- Verkhniachka Verkhniachka
- Coordinates: 48°46′31″N 23°14′31″E﻿ / ﻿48.77528°N 23.24194°E
- Country: Ukraine
- Oblast: Lviv Oblast
- District: Stryi Raion
- Established: 1730

Area
- • Total: 174 km^{2} (67 sq mi)
- Elevation: 830 m (2,720 ft)

Population
- • Total: 939
- • Density: 5.40/km^{2} (14.0/sq mi)
- Time zone: UTC+2 (EET)
- • Summer (DST): UTC+3 (EEST)
- Postal code: 82654
- Area code: +380 3251
- Website: Верхнячка, райцентр Сколе ^{(Ukrainian)}

= Verkhniachka, Lviv Oblast =

Village in Lviv Oblast, Ukraine

Verkhniachka (Верхня́чка) is a small village in the Stryi Raion, Lviv Oblast, Western Ukraine (name to year 1954 - Вижлів). It belongs to the Koziova rural hromada, one of the hromadas of Ukraine.
The population of the village is roughly 939 people and the local government is administered by the Verkhniachkivska village council.

== Geography ==
The village is located in the Carpathian mountains of Ukraine within the limits of the Eastern Beskids, at an altitude of 830 m above sea level, which gives the village a mountain climate.
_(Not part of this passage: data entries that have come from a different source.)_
use super::*;

use std::{
    env,
    sync::{
        atomic::{AtomicUsize, Ordering},
        Arc, Mutex,
    },
    time::{SystemTime, UNIX_EPOCH},
};

use axum::{
    http::StatusCode,
    routing::{delete, get},
    Json, Router,
};
use serde_json::{json, Value};
use tokio::net::TcpListener;

async fn spawn_backend(app: Router) -> anyhow::Result<String> {
    std::env::set_var("NO_PROXY", "127.0.0.1,localhost");
    let listener = TcpListener::bind("127.0.0.1:0").await?;
    let addr = listener.local_addr()?;
    tokio::spawn(async move {
        let _ = axum::serve(listener, app).await;
    });
    Ok(format!("http://{addr}/api"))
}

fn context(base: &str, layout: LayoutMode) -> Context {
    Context {
        client: InventoryClient::new(base).expect("client"),
        settings: Settings {
            api_url: base.to_string(),
            rows_per_page: 2,
            ..Settings::default()
        },
        width: 120,
        layout_override: Some(layout),
    }
}

fn products() -> Value {
    json!([
        { "codigo": "P-001", "nombre": "Laptop", "precioUnitario": 1500.0, "stockActual": 4,
          "categoria": "Computo", "stockMinimo": 5,
          "proveedor": { "ruc": "20100000001", "razonSocial": "Tech SAC" } },
        { "codigo": "P-002", "nombre": "Mouse", "precioUnitario": 20.0, "stockActual": 40,
          "categoria": "Accesorios",
          "proveedor": { "ruc": "20100000001", "razonSocial": "Tech SAC" } },
        { "codigo": "P-003", "nombre": "Monitor", "precioUnitario": 600.0, "stockActual": 0,
          "categoria": "Computo" }
    ])
}

fn suppliers() -> Value {
    json!([
        { "ruc": "20100000001", "razonSocial": "Tech SAC", "contacto": "ventas@tech.pe" },
        { "ruc": "20200000002", "razonSocial": "Papeles EIRL" }
    ])
}

fn transactions() -> Value {
    json!([
        { "idTransaccion": 1, "tipo": "ENTRADA", "cantidad": 10, "fecha": "2025-03-01T09:30:00",
          "producto": { "codigo": "P-002", "nombre": "Mouse" }, "usuario": "ADMIN" },
        { "idTransaccion": 2, "tipo": "SALIDA", "cantidad": 2, "fecha": "2025-03-02T16:00:00",
          "producto": { "codigo": "P-001", "nombre": "Laptop" }, "usuario": "ventas" }
    ])
}

fn inventory_routes() -> Router {
    Router::new()
        .route("/api/productos", get(|| async { Json(products()) }))
        .route("/api/proveedores", get(|| async { Json(suppliers()) }))
        .route("/api/transacciones", get(|| async { Json(transactions()) }))
}

fn temp_json(name: &str, value: &Value) -> std::path::PathBuf {
    let suffix = SystemTime::now()
        .duration_since(UNIX_EPOCH)
        .expect("clock")
        .as_nanos();
    let path = env::temp_dir().join(format!("dashboard_{name}_{suffix}.json"));
    std::fs::write(&path, value.to_string()).expect("write json");
    path
}

#[tokio::test]
async fn home_shows_kpis_and_recent_records() {
    let base = spawn_backend(inventory_routes()).await.expect("backend");
    let ctx = context(&base, LayoutMode::Desktop);

    let out = run(Command::Home, &ctx).await.expect("home");

    assert!(out.contains("[ Total products: 3 ]"));
    assert!(out.contains("[ Critical stock (<10): 2 ]"));
    assert!(out.contains("[ Total suppliers: 2 ]"));
    assert!(out.contains("== Recent products =="));
    assert!(out.contains("4 (!)"));
    assert!(out.contains("Papeles EIRL"));
    assert!(out.contains("2025-03-02 16:00"));
}

#[tokio::test]
async fn home_reports_a_failed_joined_load_without_partial_data() {
    let app = Router::new()
        .route("/api/productos", get(|| async { Json(products()) }))
        .route(
            "/api/proveedores",
            get(|| async { (StatusCode::INTERNAL_SERVER_ERROR, "boom") }),
        )
        .route("/api/transacciones", get(|| async { Json(transactions()) }));
    let base = spawn_backend(app).await.expect("backend");
    let ctx = context(&base, LayoutMode::Desktop);

    let err = run(Command::Home, &ctx).await.expect_err("suppliers failed");
    let message = err.to_string();

    assert!(message.starts_with("Could not load the dashboard."));
    assert!(message.contains("failed while handling the request"));
    assert!(!message.contains("Laptop"));
}

#[tokio::test]
async fn product_list_applies_filters_and_pages() {
    let base = spawn_backend(inventory_routes()).await.expect("backend");
    let ctx = context(&base, LayoutMode::Desktop);

    let filter = ProductFilterArgs {
        category: Some("Computo".into()),
        ..ProductFilterArgs::default()
    };
    let out = run(
        Command::Products(ProductCommand::List {
            filter,
            page: PageArg::default(),
        }),
        &ctx,
    )
    .await
    .expect("list");

    assert!(out.contains("[ Total products: 3 ]"));
    assert!(out.contains("[ Stock valuation (S/): 6800.00 ]"));
    assert!(out.contains("Categories: Computo, Accesorios"));
    assert!(out.contains("Laptop"));
    assert!(out.contains("Monitor"));
    assert!(!out.contains("Mouse"));
    assert!(out.contains("[View]"));

    let out = run(
        Command::Products(ProductCommand::List {
            filter: ProductFilterArgs::default(),
            page: PageArg { page: 9 },
        }),
        &ctx,
    )
    .await
    .expect("list");
    assert!(out.contains("Page 9 does not exist; showing page 1 of 2."));
    assert!(out.contains("Page 1 of 2"));
}

#[tokio::test]
async fn narrow_layout_renders_cards() {
    let base = spawn_backend(inventory_routes()).await.expect("backend");
    let ctx = context(&base, LayoutMode::Mobile);

    let out = run(
        Command::Suppliers(SupplierCommand::List {
            search: Some("tech".into()),
            page: PageArg::default(),
        }),
        &ctx,
    )
    .await
    .expect("suppliers");

    assert!(out.contains("[ With products: 1 (50%) ]"));
    assert!(out.contains("+ Record 1 (1 / 1 records)"));
    assert!(out.contains("BUSINESS NAME"));
    assert!(out.contains("Tech SAC"));
    assert!(!out.contains("[View]"));
    assert!(!out.contains("Papeles"));
}

#[tokio::test]
async fn product_with_unknown_supplier_is_never_sent() {
    let posts = Arc::new(AtomicUsize::new(0));
    let counter = posts.clone();
    let app = Router::new()
        .route("/api/proveedores", get(|| async { Json(suppliers()) }))
        .route(
            "/api/productos",
            get(|| async { Json(products()) }).post(move || {
                let counter = counter.clone();
                async move {
                    counter.fetch_add(1, Ordering::SeqCst);
                    StatusCode::CREATED
                }
            }),
        );
    let base = spawn_backend(app).await.expect("backend");
    let ctx = context(&base, LayoutMode::Desktop);

    let args = NewProductArgs {
        code: "P-009".into(),
        name: "Cable".into(),
        price: 3.5,
        stock: 10,
        minimum_stock: None,
        category: Some("Accesorios".into()),
        supplier: Some("99999999999".into()),
    };
    let err = run(Command::Products(ProductCommand::Create(args)), &ctx)
        .await
        .expect_err("unknown supplier");

    assert_eq!(
        err.to_string(),
        "Cannot create the product: unknown supplier '99999999999'."
    );
    assert_eq!(posts.load(Ordering::SeqCst), 0);
}

#[tokio::test]
async fn registering_a_movement_posts_it_and_refreshes_kpis() {
    let captured = Arc::new(Mutex::new(None::<Value>));
    let sink = captured.clone();
    let app = Router::new()
        .route("/api/productos", get(|| async { Json(products()) }))
        .route(
            "/api/transacciones",
            get(|| async { Json(transactions()) }).post(move |Json(body): Json<Value>| {
                let sink = sink.clone();
                async move {
                    *sink.lock().expect("lock") = Some(body);
                    StatusCode::CREATED
                }
            }),
        );
    let base = spawn_backend(app).await.expect("backend");
    let ctx = context(&base, LayoutMode::Desktop);

    let out = run(
        Command::Transactions(TransactionCommand::Register {
            kind: TransactionKind::Exit,
            product: "P-001".into(),
            quantity: "3".into(),
            reason: "Venta".into(),
            note: None,
        }),
        &ctx,
    )
    .await
    .expect("register");

    assert!(out.starts_with("SALIDA of 3 unit(s) of Laptop registered."));
    assert!(out.contains("Stock of Laptop: 4 -> 1"));
    assert!(out.contains("[ Transactions: 2 ]"));

    let body = captured.lock().expect("lock").clone().expect("posted");
    assert_eq!(body["tipo"], "SALIDA");
    assert_eq!(body["cantidad"], 3);
    assert_eq!(body["usuario"], "ADMIN");
    assert_eq!(body["razon"], "Venta");
    assert_eq!(body["producto"]["codigo"], "P-001");
}

#[tokio::test]
async fn invalid_movement_is_rejected_locally() {
    let base = spawn_backend(inventory_routes()).await.expect("backend");
    let ctx = context(&base, LayoutMode::Desktop);

    let err = run(
        Command::Transactions(TransactionCommand::Register {
            kind: TransactionKind::Entry,
            product: "P-001".into(),
            quantity: "0".into(),
            reason: "Compra".into(),
            note: None,
        }),
        &ctx,
    )
    .await
    .expect_err("zero quantity");

    assert_eq!(
        err.to_string(),
        "Cannot register the movement: quantity must be a positive whole number."
    );
}

#[tokio::test]
async fn supplier_delete_conflict_gets_a_targeted_notice() {
    let app = inventory_routes().route(
        "/api/proveedores/:ruc",
        delete(|| async { (StatusCode::CONFLICT, "has products") }),
    );
    let base = spawn_backend(app).await.expect("backend");
    let ctx = context(&base, LayoutMode::Desktop);

    let err = run(
        Command::Suppliers(SupplierCommand::Delete {
            ruc: "20100000001".into(),
        }),
        &ctx,
    )
    .await
    .expect_err("conflict");
    let message = err.to_string();

    assert!(message.starts_with("Could not delete the supplier."));
    assert!(message.contains("conflicts with existing data"));
}

#[tokio::test]
async fn supplier_delete_removes_the_row() {
    let app = inventory_routes().route(
        "/api/proveedores/:ruc",
        delete(|| async { StatusCode::NO_CONTENT }),
    );
    let base = spawn_backend(app).await.expect("backend");
    let ctx = context(&base, LayoutMode::Desktop);

    let out = run(
        Command::Suppliers(SupplierCommand::Delete {
            ruc: "20200000002".into(),
        }),
        &ctx,
    )
    .await
    .expect("deleted");

    assert!(out.starts_with("Supplier 20200000002 deleted."));
    assert!(out.contains("[ Total suppliers: 1 ]"));
    assert!(!out.contains("Papeles"));
}

#[tokio::test]
async fn reports_fall_back_to_defaults_when_the_backend_fails() {
    let app = Router::new().route(
        "/api/transacciones/valor-total",
        get(|| async { (StatusCode::INTERNAL_SERVER_ERROR, "down") }),
    );
    let base = spawn_backend(app).await.expect("backend");
    let ctx = context(&base, LayoutMode::Desktop);

    let out = run(Command::Report(ReportCommand::Value), &ctx)
        .await
        .expect("value");
    assert_eq!(out, "Total inventory value: S/ 0.00\n");

    let out = run(
        Command::Report(ReportCommand::LowStock { threshold: Some(5) }),
        &ctx,
    )
    .await
    .expect("low stock");
    assert!(out.contains("== Products with stock below 5 =="));
    assert!(out.contains("No products under the threshold."));
}

#[tokio::test]
async fn report_summary_counts_entries_and_exits() {
    let app = Router::new().route(
        "/api/transacciones/reporte",
        get(|| async { Json(transactions()) }),
    );
    let base = spawn_backend(app).await.expect("backend");
    let ctx = context(&base, LayoutMode::Desktop);

    let out = run(
        Command::Report(ReportCommand::Summary {
            query: QueryArgs::default(),
            page: PageArg::default(),
        }),
        &ctx,
    )
    .await
    .expect("summary");

    assert!(out.starts_with("2 transactions: 1 entries, 1 exits"));
    assert!(out.contains("== Transaction report =="));
}

#[tokio::test]
async fn quotation_groups_supplies_and_services() {
    let supplies = temp_json(
        "supplies",
        &json!([
            { "num": 1, "cog": "A", "nig": 0, "nog": "Cableado" },
            { "num": 2, "cog": "A", "nig": 1, "cod": "C-1", "des": "Cable UTP", "can": 10, "val": 2, "tot": 20 },
            { "num": 3, "cog": "A", "nig": 2, "cod": "C-2", "des": "Conector", "can": 5, "val": 1, "tot": "5" },
            { "num": 4, "cog": "Z", "nig": 1, "cod": "X-1", "des": "Huerfano", "tot": 99 }
        ]),
    );
    let services = temp_json(
        "services",
        &json!({
            "tituloGeneral": "Servicios",
            "subgrupos": [
                { "titulo": "Instalacion", "items": [
                    { "num": 1, "cod": "S-1", "des": "Tendido", "can": 1, "val": 100, "tot": 100 }
                ] }
            ]
        }),
    );
    let ctx = context("http://127.0.0.1:9/api", LayoutMode::Desktop);

    let out = run(
        Command::Quotation {
            supplies: supplies.clone(),
            services: Some(services.clone()),
        },
        &ctx,
    )
    .await
    .expect("quotation");
    std::fs::remove_file(supplies).expect("cleanup");
    std::fs::remove_file(services).expect("cleanup");

    assert!(out.contains("== Cableado =="));
    assert!(out.contains("TOTAL: 25"));
    assert!(out.contains("##### Servicios #####"));
    assert!(out.contains("== Instalacion =="));
    assert!(!out.contains("Huerfano"));
    assert!(out.ends_with("QUOTATION TOTAL: 125.00\n"));
}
It is 55 km from Highway M06, 159 km from the regional center Lviv, 51 km from the district center Skole, and 151 km from Uzhhorod.

The Stryi River originates on the outskirts of the village.

== History and Attractions ==
The first written record of the village dates to 1730 and its original name was Vyzliv (Вижлів).

In the village is an architectural monument of local importance. It is a wooden Church of Annunciation Virgin, built in 1832.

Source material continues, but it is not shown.